Copy out exactly the lines below that run from the one holding "Largest x coordinate" to the one holding "pub fn center(&self)", keeping both of those lines and no others.

----- Input data

//! Deterministic simulation module
//!
//! All match logic lives here. This module must stay deterministic:
//! - Discrete steps only
//! - Seeded RNG only
//! - Fixed update order (player 1 before player 2)
//! - No rendering or platform dependencies

pub mod angle;
pub mod arena;
pub mod block;
pub mod brain;
pub mod collision;
pub mod missile;
pub mod state;
pub mod tick;
pub mod turtle;

pub use angle::Angle;
pub use arena::{Arena, Layout, SpawnPoint};
pub use block::Block;
pub use brain::{Brain, Pilot, Target};
pub use collision::{PushEdge, PushOut, push_out, resolve_position};
pub use missile::{Missile, MissileEvent, MissilePhase, Trigger};
pub use state::{MatchState, Outcome};
pub use tick::tick;
pub use turtle::{Body, Intents, Side, Snapshot, Turtle, heading_towards, line_of_sight};
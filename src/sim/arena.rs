//! Arena layouts
//!
//! The arena is a `width x height` rectangle with its origin at the top-left
//! corner and a fixed set of blocks. It is built once per match from a
//! layout id and never changes afterwards.

use glam::Vec2;
use rand::Rng;
use serde::{Deserialize, Serialize};

use super::block::Block;
use crate::error::SimError;

/// Named arena layouts
#[derive(Debug, Clone, Copy, PartialEq, Eq, Hash, Serialize, Deserialize)]
pub enum Layout {
    /// No obstacles
    Empty,
    /// One large square in the middle
    CentralColumn,
    /// Four small columns near the corners
    CornerColumns,
    /// A central wall with a passage through the middle
    Doorway,
    /// Two crossing walls
    Plus,
    /// 3-7 blocks placed with point symmetry about the center
    Randomized,
}

impl Layout {
    pub const ALL: [Layout; 6] = [
        Layout::Empty,
        Layout::CentralColumn,
        Layout::CornerColumns,
        Layout::Doorway,
        Layout::Plus,
        Layout::Randomized,
    ];

    /// Look up a layout by its numeric id (0-5)
    pub fn from_id(id: u32) -> Result<Self, SimError> {
        Self::ALL
            .get(id as usize)
            .copied()
            .ok_or(SimError::UnknownLayout(id))
    }

    pub fn id(&self) -> u32 {
        match self {
            Layout::Empty => 0,
            Layout::CentralColumn => 1,
            Layout::CornerColumns => 2,
            Layout::Doorway => 3,
            Layout::Plus => 4,
            Layout::Randomized => 5,
        }
    }

    pub fn name(&self) -> &'static str {
        match self {
            Layout::Empty => "Empty Arena",
            Layout::CentralColumn => "Central Column Arena",
            Layout::CornerColumns => "Corner Column Arena",
            Layout::Doorway => "Doorway Arena",
            Layout::Plus => "Plus-Shaped Arena",
            Layout::Randomized => "Randomized Arena",
        }
    }
}

/// Starting pose of a turtle
#[derive(Debug, Clone, Copy, PartialEq, Serialize, Deserialize)]
pub struct SpawnPoint {
    pub position: Vec2,
    /// Heading in degrees
    pub heading: f32,
}

/// The match arena
#[derive(Debug, Clone, Serialize, Deserialize)]
pub struct Arena {
    width: f32,
    height: f32,
    layout: Option<Layout>,
    blocks: Vec<Block>,
}

impl Arena {
    /// Build a named layout. Only `Layout::Randomized` draws from `rng`.
    pub fn build<R: Rng>(width: f32, height: f32, layout: Layout, rng: &mut R) -> Self {
        let mut arena = Self {
            width,
            height,
            layout: Some(layout),
            blocks: Vec::new(),
        };

        match layout {
            Layout::Empty => {}
            Layout::CentralColumn => arena.single_block(),
            Layout::CornerColumns => arena.corner_blocks(),
            Layout::Doorway => arena.doorway_blocks(),
            Layout::Plus => arena.plus_blocks(),
            Layout::Randomized => arena.random_blocks(rng),
        }

        log::info!(
            "Built {} ({}x{}) with {} blocks",
            layout.name(),
            width,
            height,
            arena.blocks.len()
        );
        arena
    }

    /// Build a layout from its numeric id
    pub fn from_id<R: Rng>(
        width: f32,
        height: f32,
        id: u32,
        rng: &mut R,
    ) -> Result<Self, SimError> {
        Ok(Self::build(width, height, Layout::from_id(id)?, rng))
    }

    /// Arena with an explicit set of blocks
    pub fn with_blocks(width: f32, height: f32, blocks: Vec<Block>) -> Self {
        Self {
            width,
            height,
            layout: None,
            blocks,
        }
    }

    fn single_block(&mut self) {
        let center = self.center();
        self.blocks.push(Block::centered(center, 80.0, 80.0));
    }

    fn corner_blocks(&mut self) {
        let (w, h) = (self.width, self.height);
        self.blocks.push(Block::new(200.0, 260.0, 200.0, 260.0));
        self.blocks.push(Block::new(w - 260.0, w - 200.0, 200.0, 260.0));
        self.blocks.push(Block::new(200.0, 260.0, h - 260.0, h - 200.0));
        self.blocks
            .push(Block::new(w - 260.0, w - 200.0, h - 260.0, h - 200.0));
    }

    fn doorway_blocks(&mut self) {
        let (w, h) = (self.width, self.height);
        self.blocks
            .push(Block::new(w / 2.0 - 30.0, w / 2.0 + 30.0, -40.0, h / 2.0 - 60.0));
        self.blocks
            .push(Block::new(w / 2.0 - 30.0, w / 2.0 + 30.0, h / 2.0 + 60.0, h + 40.0));
    }

    fn plus_blocks(&mut self) {
        let (w, h) = (self.width, self.height);
        self.blocks.push(Block::new(
            w / 2.0 - 30.0,
            w / 2.0 + 30.0,
            (h / 3.0).floor(),
            (2.0 * h / 3.0).ceil(),
        ));
        self.blocks.push(Block::new(
            (w / 3.0).floor(),
            (2.0 * w / 3.0).ceil(),
            h / 2.0 - 30.0,
            h / 2.0 + 30.0,
        ));
    }

    /// Randomized layout: an optional central block plus 1-3 pairs of
    /// blocks mirrored through the center. Candidates that would cover a
    /// spawn point are thrown away and redrawn.
    ///
    /// The retry loop has no upper bound. With very small arenas or spawn
    /// points that every placement covers, it would never finish.
    fn random_blocks<R: Rng>(&mut self, rng: &mut R) {
        let (w, h) = (self.width, self.height);
        let center = self.center();

        if rng.random_bool(0.5) {
            loop {
                let hw = rng.random_range(10..=150) as f32;
                let hh = rng.random_range(10..=150) as f32;
                let block = Block::centered(center, hw, hh);
                if !self.covers_spawn(&[block]) {
                    self.blocks.push(block);
                    break;
                }
                log::debug!("Rejected central block {:?} covering a spawn point", block);
            }
        }

        let pairs = rng.random_range(1..=3);
        let mut placed = 0;
        while placed < pairs {
            let hw = rng.random_range(10..=120) as f32;
            let hh = rng.random_range(10..=120) as f32;
            let cx = rng.random_range(0..=w as u32) as f32;
            let cy = rng.random_range(0..=h as u32) as f32;

            let first = Block::centered(Vec2::new(cx, cy), hw, hh);
            let mirror = Block::centered(Vec2::new(w - cx, h - cy), hw, hh);
            if self.covers_spawn(&[first, mirror]) {
                log::debug!("Rejected block pair at ({cx}, {cy}) covering a spawn point");
                continue;
            }

            self.blocks.push(first);
            self.blocks.push(mirror);
            placed += 1;
        }
    }

    fn covers_spawn(&self, candidates: &[Block]) -> bool {
        self.spawn_points().iter().any(|spawn| {
            candidates
                .iter()
                .any(|b| b.contains(spawn.position, true))
        })
    }

    /// Default starting poses for player 1 and player 2
    pub fn spawn_points(&self) -> [SpawnPoint; 2] {
        [
            SpawnPoint {
                position: Vec2::new(self.width / 4.0, self.height / 2.0),
                heading: -90.0,
            },
            SpawnPoint {
                position: Vec2::new(3.0 * self.width / 4.0, self.height / 2.0),
                heading: 90.0,
            },
        ]
    }

    #[inline]
    pub fn width(&self) -> f32 {
        self.width
    }

    #[inline]
    pub fn height(&self) -> f32 {
        self.height
    }

    /// Smallest x coordinate
    pub fn left(&self) -> f32 {
        0.0
    }

    /// Largest x coordinate
    pub fn right(&self) -> f32 {
        self.width
    }

    /// Smallest y coordinate
    pub fn bottom(&self) -> f32 {
        0.0
    }

    /// Largest y coordinate
    pub fn top(&self) -> f32 {
        self.height
    }

    pub fn center(&self) -> Vec2 {
        Vec2::new(self.width / 2.0, self.height / 2.0)
    }

    /// Layout this arena was built from (None for custom block sets)
    pub fn layout(&self) -> Option<Layout> {
        self.layout
    }

    pub fn blocks(&self) -> &[Block] {
        &self.blocks
    }

    /// Whether a point lies within the arena extents (edges included)
    pub fn in_bounds(&self, point: Vec2) -> bool {
        point.x >= self.left()
            && point.x <= self.right()
            && point.y >= self.bottom()
            && point.y <= self.top()
    }

    /// Clamp a point to the arena extents
    pub fn clamp(&self, point: Vec2) -> Vec2 {
        Vec2::new(
            point.x.clamp(self.left(), self.right()),
            point.y.clamp(self.bottom(), self.top()),
        )
    }

    /// All blocks containing a point (boundary included)
    pub fn intersections(&self, point: Vec2) -> Vec<&Block> {
        self.blocks
            .iter()
            .filter(|b| b.contains(point, true))
            .collect()
    }

    /// Whether any block contains a point
    pub fn blocked(&self, point: Vec2) -> bool {
        self.blocks.iter().any(|b| b.contains(point, true))
    }
}

#[cfg(test)]
mod tests {
    use super::*;
    use rand::SeedableRng;
    use rand_pcg::Pcg32;

    fn build(layout: Layout, seed: u64) -> Arena {
        let mut rng = Pcg32::seed_from_u64(seed);
        Arena::build(800.0, 800.0, layout, &mut rng)
    }

    #[test]
    fn test_layout_ids_round_trip() {
        for layout in Layout::ALL {
            assert_eq!(Layout::from_id(layout.id()).unwrap(), layout);
        }
        assert_eq!(Layout::from_id(6).unwrap_err(), SimError::UnknownLayout(6));
    }

    #[test]
    fn test_block_counts() {
        assert_eq!(build(Layout::Empty, 0).blocks().len(), 0);
        assert_eq!(build(Layout::CentralColumn, 0).blocks().len(), 1);
        assert_eq!(build(Layout::CornerColumns, 0).blocks().len(), 4);
        assert_eq!(build(Layout::Doorway, 0).blocks().len(), 2);
        assert_eq!(build(Layout::Plus, 0).blocks().len(), 2);
    }

    #[test]
    fn test_default_spawn_points() {
        let arena = build(Layout::Empty, 0);
        let [p1, p2] = arena.spawn_points();
        assert_eq!(p1.position, Vec2::new(200.0, 400.0));
        assert_eq!(p1.heading, -90.0);
        assert_eq!(p2.position, Vec2::new(600.0, 400.0));
        assert_eq!(p2.heading, 90.0);
    }

    #[test]
    fn test_fixed_layouts_leave_spawns_free() {
        for layout in Layout::ALL {
            let arena = build(layout, 7);
            for spawn in arena.spawn_points() {
                assert!(!arena.blocked(spawn.position), "{} blocks a spawn", layout.name());
            }
        }
    }

    #[test]
    fn test_doorway_has_passage() {
        let arena = build(Layout::Doorway, 0);
        assert!(!arena.blocked(Vec2::new(400.0, 400.0)));
        assert!(arena.blocked(Vec2::new(400.0, 100.0)));
        assert!(arena.blocked(Vec2::new(400.0, 700.0)));
    }

    #[test]
    fn test_plus_center_is_blocked_by_both() {
        let arena = build(Layout::Plus, 0);
        assert_eq!(arena.intersections(Vec2::new(400.0, 400.0)).len(), 2);
        assert_eq!(arena.intersections(Vec2::new(400.0, 300.0)).len(), 1);
        assert!(arena.intersections(Vec2::new(100.0, 100.0)).is_empty());
    }

    #[test]
    fn test_randomized_layout_properties() {
        for seed in 0..50 {
            let arena = build(Layout::Randomized, seed);
            let n = arena.blocks().len();
            assert!((2..=7).contains(&n), "seed {seed} produced {n} blocks");

            for spawn in arena.spawn_points() {
                assert!(!arena.blocked(spawn.position), "seed {seed} covers a spawn");
            }

            // Every block has a mirror image through the center
            let c = arena.center();
            for b in arena.blocks() {
                let mirrored = c * 2.0 - b.center();
                assert!(
                    arena.blocks().iter().any(|o| {
                        (o.center() - mirrored).length() < 1e-3
                            && (o.width() - b.width()).abs() < 1e-3
                            && (o.height() - b.height()).abs() < 1e-3
                    }),
                    "seed {seed}: block {b:?} has no mirror"
                );
            }
        }
    }

    #[test]
    fn test_randomized_layout_is_seeded() {
        let a = build(Layout::Randomized, 1234);
        let b = build(Layout::Randomized, 1234);
        assert_eq!(a.blocks(), b.blocks());
    }

    #[test]
    fn test_clamp_and_bounds() {
        let arena = build(Layout::Empty, 0);
        assert_eq!(arena.clamp(Vec2::new(-5.0, 900.0)), Vec2::new(0.0, 800.0));
        assert!(arena.in_bounds(Vec2::new(0.0, 800.0)));
        assert!(!arena.in_bounds(Vec2::new(800.1, 10.0)));
    }
}
//! Turtle Combat - a two-player arena combat simulation
//!
//! Core modules:
//! - `sim`: Deterministic step simulation (turtles, missiles, arena, collisions)
//! - `brains`: Built-in decision routines that drive turtles
//! - `config`: Data-driven game rules
//! - `error`: Construction-time error types

pub mod brains;
pub mod config;
pub mod error;
pub mod sim;

pub use config::Rules;
pub use error::{RulesError, SimError};

use glam::Vec2;

/// Fixed simulation constants that are not part of the tunable rules
pub mod consts {
    /// Maximum line-of-sight samples before giving up and reporting blocked
    pub const LOS_MAX_SAMPLES: u32 = 100;
    /// Distance of the synthetic point used when turning towards a bare heading
    pub const FAR_POINT_DISTANCE: f32 = 10_000.0;
    /// Overlap reported for an edge the turtle has not crossed
    pub const NO_PENETRATION: f32 = 1_000_000.0;
    /// Gap left between a pushed-out turtle and the block edge
    pub const PUSH_CLEARANCE: f32 = 1.0;
    /// Maximum number of trail points kept per missile
    pub const TRAIL_LENGTH: usize = 64;

    /// Player colors (RGB)
    pub const P1_COLOR: [u8; 3] = [220, 40, 40];
    pub const P2_COLOR: [u8; 3] = [40, 80, 220];
}

/// Unit vector for a heading in degrees, in arena coordinates.
///
/// The arena's y axis grows downward, so a heading of 90° points toward
/// smaller y values.
#[inline]
pub fn heading_vector(degrees: f32) -> Vec2 {
    let rad = degrees.to_radians();
    Vec2::new(rad.cos(), -rad.sin())
}

/// Heading in degrees from the origin toward `delta`, in arena coordinates
#[inline]
pub fn vector_heading(delta: Vec2) -> f32 {
    (-delta.y).atan2(delta.x).to_degrees()
}

/// Sign of a number as -1, 0 or 1
#[inline]
pub fn sign(value: f32) -> i8 {
    if value > 0.0 {
        1
    } else if value < 0.0 {
        -1
    } else {
        0
    }
}
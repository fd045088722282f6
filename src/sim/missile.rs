//! Missiles
//!
//! A missile flies in a straight line at constant speed until one of its
//! triggers fires, explodes once (damaging every turtle inside the blast
//! radius, its own shooter included), lingers for a few frames and is then
//! dropped by its owner.

use glam::Vec2;
use serde::{Deserialize, Serialize};

use super::arena::Arena;
use super::turtle::{Body, Side};
use crate::Rules;
use crate::consts::TRAIL_LENGTH;
use crate::heading_vector;

/// Lifecycle of a missile
#[derive(Debug, Clone, Copy, PartialEq, Eq, Serialize, Deserialize)]
pub enum MissilePhase {
    Flying,
    /// Exploded; `frame` counts steps since detonation, starting at 1
    Exploding { frame: u32 },
    /// Done; the owner drops it
    Removed,
}

/// What made a missile explode, in priority order
#[derive(Debug, Clone, Copy, PartialEq, Eq, Serialize, Deserialize)]
pub enum Trigger {
    /// Countdown ran out
    Expired,
    /// Left the arena
    OutOfBounds,
    /// Came within proximity range of its target
    Proximity,
    /// Flew into a block
    Obstacle,
}

/// Something that happened to a missile during one step
#[derive(Debug, Clone, Copy, PartialEq)]
pub enum MissileEvent {
    Exploded {
        trigger: Trigger,
        position: Vec2,
        shooter_hit: bool,
        target_hit: bool,
    },
    Removed,
}

/// A missile in flight or exploding
#[derive(Debug, Clone, Serialize, Deserialize)]
pub struct Missile {
    shooter: Side,
    target: Side,
    position: Vec2,
    /// Fixed heading in degrees
    heading: f32,
    speed: f32,
    countdown: u32,
    phase: MissilePhase,
    /// Past positions for rendering (oldest first)
    #[serde(skip)]
    trail: Vec<Vec2>,
}

impl Missile {
    /// Fire a missile from `position` along `heading`. The target is always
    /// the shooter's opponent.
    pub fn launch(shooter: Side, position: Vec2, heading: f32, rules: &Rules) -> Self {
        Self {
            shooter,
            target: shooter.opponent(),
            position,
            heading,
            speed: rules.missile_speed,
            countdown: rules.missile_lifespan,
            phase: MissilePhase::Flying,
            trail: vec![position],
        }
    }

    pub fn shooter(&self) -> Side {
        self.shooter
    }

    pub fn target(&self) -> Side {
        self.target
    }

    pub fn position(&self) -> Vec2 {
        self.position
    }

    pub fn heading(&self) -> f32 {
        self.heading
    }

    pub fn speed(&self) -> f32 {
        self.speed
    }

    /// Steps left before the missile expires on its own
    pub fn countdown(&self) -> u32 {
        self.countdown
    }

    pub fn phase(&self) -> MissilePhase {
        self.phase
    }

    pub fn trail(&self) -> &[Vec2] {
        &self.trail
    }

    pub fn is_flying(&self) -> bool {
        self.phase == MissilePhase::Flying
    }

    pub fn is_removed(&self) -> bool {
        self.phase == MissilePhase::Removed
    }

    /// Advance the missile by one step.
    ///
    /// `shooter` and `target` are the two turtles; explosions read their
    /// current positions and write their health.
    pub fn step(
        &mut self,
        shooter: &mut Body,
        target: &mut Body,
        arena: &Arena,
        rules: &Rules,
    ) -> Option<MissileEvent> {
        let mut event = None;

        match self.phase {
            MissilePhase::Flying => {
                self.position += heading_vector(self.heading) * self.speed;
                self.trail.push(self.position);
                if self.trail.len() > TRAIL_LENGTH {
                    self.trail.remove(0);
                }
                self.countdown = self.countdown.saturating_sub(1);

                if let Some(trigger) = self.check_triggers(target, arena, rules) {
                    let (shooter_hit, target_hit) = self.splash(shooter, target, rules);
                    self.phase = MissilePhase::Exploding { frame: 1 };
                    log::debug!(
                        "{:?} missile exploded at ({:.1}, {:.1}) by {:?}",
                        self.shooter,
                        self.position.x,
                        self.position.y,
                        trigger
                    );
                    event = Some(MissileEvent::Exploded {
                        trigger,
                        position: self.position,
                        shooter_hit,
                        target_hit,
                    });
                }
            }
            MissilePhase::Exploding { frame } => {
                self.phase = MissilePhase::Exploding { frame: frame + 1 };
            }
            MissilePhase::Removed => return None,
        }

        if let MissilePhase::Exploding { frame } = self.phase {
            if frame >= rules.explosion_frames {
                self.phase = MissilePhase::Removed;
                // An explosion event on the same step takes precedence
                if event.is_none() {
                    event = Some(MissileEvent::Removed);
                }
            }
        }

        event
    }

    fn check_triggers(&self, target: &Body, arena: &Arena, rules: &Rules) -> Option<Trigger> {
        if self.countdown == 0 {
            Some(Trigger::Expired)
        } else if !arena.in_bounds(self.position) {
            Some(Trigger::OutOfBounds)
        } else if target.position().distance(self.position) < rules.missile_proximity {
            Some(Trigger::Proximity)
        } else if arena.blocked(self.position) {
            Some(Trigger::Obstacle)
        } else {
            None
        }
    }

    /// Apply blast damage. Returns whether the shooter and the target were hit.
    pub fn splash(&self, shooter: &mut Body, target: &mut Body, rules: &Rules) -> (bool, bool) {
        let mut hits = [false; 2];
        for (i, body) in [shooter, target].into_iter().enumerate() {
            if body.position().distance(self.position) < rules.missile_radius {
                body.damage(rules.missile_damage);
                hits[i] = true;
                log::debug!(
                    "{} took {} damage ({} left)",
                    body.name(),
                    rules.missile_damage,
                    body.health()
                );
            }
        }
        (hits[0], hits[1])
    }
}

#[cfg(test)]
mod tests {
    use super::*;
    use crate::sim::arena::SpawnPoint;
    use crate::sim::block::Block;

    fn body(side: Side, x: f32, y: f32, rules: &Rules) -> Body {
        Body::new(
            side,
            "test",
            SpawnPoint {
                position: Vec2::new(x, y),
                heading: 0.0,
            },
            rules,
        )
    }

    fn empty_arena() -> Arena {
        Arena::with_blocks(800.0, 800.0, Vec::new())
    }

    #[test]
    fn test_expires_on_final_countdown_step() {
        let rules = Rules::default();
        let arena = empty_arena();
        let mut shooter = body(Side::P1, 100.0, 100.0, &rules);
        let mut target = body(Side::P2, 100.0, 700.0, &rules);

        // Heading east from x=100: 40 steps of 10 stays inside the arena
        let mut missile = Missile::launch(Side::P1, Vec2::new(100.0, 400.0), 0.0, &rules);
        for step in 1..rules.missile_lifespan {
            assert_eq!(missile.step(&mut shooter, &mut target, &arena, &rules), None, "step {step}");
            assert!(missile.is_flying());
        }

        let event = missile.step(&mut shooter, &mut target, &arena, &rules);
        assert!(matches!(
            event,
            Some(MissileEvent::Exploded { trigger: Trigger::Expired, .. })
        ));
        assert_eq!(missile.phase(), MissilePhase::Exploding { frame: 1 });
        assert!((missile.position().x - 500.0).abs() < 1e-3);
    }

    #[test]
    fn test_trigger_priority() {
        let rules = Rules::default();
        let arena = Arena::with_blocks(800.0, 800.0, vec![Block::new(150.0, 250.0, 350.0, 450.0)]);
        let mut shooter = body(Side::P1, 10.0, 10.0, &rules);
        // Target sits right where the missile lands, inside the block
        let mut target = body(Side::P2, 200.0, 400.0, &rules);

        let mut missile = Missile::launch(Side::P1, Vec2::new(190.0, 400.0), 0.0, &rules);
        let event = missile.step(&mut shooter, &mut target, &arena, &rules);
        assert!(matches!(
            event,
            Some(MissileEvent::Exploded { trigger: Trigger::Proximity, target_hit: true, .. })
        ));
    }

    #[test]
    fn test_out_of_bounds_and_obstacle_triggers() {
        let rules = Rules::default();
        let arena = Arena::with_blocks(800.0, 800.0, vec![Block::new(150.0, 250.0, 350.0, 450.0)]);
        let mut shooter = body(Side::P1, 10.0, 10.0, &rules);
        let mut target = body(Side::P2, 700.0, 700.0, &rules);

        let mut missile = Missile::launch(Side::P1, Vec2::new(795.0, 100.0), 0.0, &rules);
        let event = missile.step(&mut shooter, &mut target, &arena, &rules);
        assert!(matches!(
            event,
            Some(MissileEvent::Exploded { trigger: Trigger::OutOfBounds, .. })
        ));

        let mut missile = Missile::launch(Side::P1, Vec2::new(145.0, 400.0), 0.0, &rules);
        let event = missile.step(&mut shooter, &mut target, &arena, &rules);
        assert!(matches!(
            event,
            Some(MissileEvent::Exploded { trigger: Trigger::Obstacle, .. })
        ));
    }

    #[test]
    fn test_explosion_lingers_then_removed() {
        let rules = Rules {
            missile_lifespan: 1,
            ..Rules::default()
        };
        let arena = empty_arena();
        let mut shooter = body(Side::P1, 10.0, 10.0, &rules);
        let mut target = body(Side::P2, 700.0, 700.0, &rules);

        let mut missile = Missile::launch(Side::P1, Vec2::new(400.0, 400.0), 0.0, &rules);
        assert!(missile.step(&mut shooter, &mut target, &arena, &rules).is_some());
        for frame in 2..rules.explosion_frames {
            assert_eq!(missile.step(&mut shooter, &mut target, &arena, &rules), None);
            assert_eq!(missile.phase(), MissilePhase::Exploding { frame });
        }
        assert_eq!(
            missile.step(&mut shooter, &mut target, &arena, &rules),
            Some(MissileEvent::Removed)
        );
        assert!(missile.is_removed());
        assert_eq!(missile.step(&mut shooter, &mut target, &arena, &rules), None);
    }

    #[test]
    fn test_single_frame_explosion_removed_immediately() {
        let rules = Rules {
            missile_lifespan: 1,
            explosion_frames: 1,
            ..Rules::default()
        };
        let arena = empty_arena();
        let mut shooter = body(Side::P1, 10.0, 10.0, &rules);
        let mut target = body(Side::P2, 700.0, 700.0, &rules);

        let mut missile = Missile::launch(Side::P1, Vec2::new(400.0, 400.0), 0.0, &rules);
        let event = missile.step(&mut shooter, &mut target, &arena, &rules);
        assert!(matches!(event, Some(MissileEvent::Exploded { .. })));
        assert!(missile.is_removed());
    }

    #[test]
    fn test_splash_radius_is_strict_and_hits_shooter() {
        let rules = Rules::default();
        let missile = Missile::launch(Side::P1, Vec2::new(400.0, 400.0), 0.0, &rules);

        // Shooter just inside the radius, target exactly on it
        let mut shooter = body(Side::P1, 400.0 + rules.missile_radius - 1.0, 400.0, &rules);
        let mut target = body(Side::P2, 400.0, 400.0 + rules.missile_radius, &rules);
        let (shooter_hit, target_hit) = missile.splash(&mut shooter, &mut target, &rules);
        assert!(shooter_hit);
        assert!(!target_hit);
        assert_eq!(shooter.health(), rules.starting_health - rules.missile_damage);
        assert_eq!(target.health(), rules.starting_health);
    }

    #[test]
    fn test_trail_records_positions() {
        let rules = Rules::default();
        let arena = empty_arena();
        let mut shooter = body(Side::P1, 10.0, 10.0, &rules);
        let mut target = body(Side::P2, 700.0, 700.0, &rules);

        let mut missile = Missile::launch(Side::P2, Vec2::new(400.0, 400.0), 90.0, &rules);
        assert_eq!(missile.target(), Side::P1);
        missile.step(&mut shooter, &mut target, &arena, &rules);
        missile.step(&mut shooter, &mut target, &arena, &rules);
        assert_eq!(missile.trail().len(), 3);
        // Heading 90° flies toward smaller y
        assert!((missile.position().y - 380.0).abs() < 1e-3);
    }
}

----------

**Response below:**
    /// Largest x coordinate
    pub fn right(&self) -> f32 {
        self.width
    }

    /// Smallest y coordinate
    pub fn bottom(&self) -> f32 {
        0.0
    }

    /// Largest y coordinate
    pub fn top(&self) -> f32 {
        self.height
    }

    pub fn center(&self) -> Vec2 {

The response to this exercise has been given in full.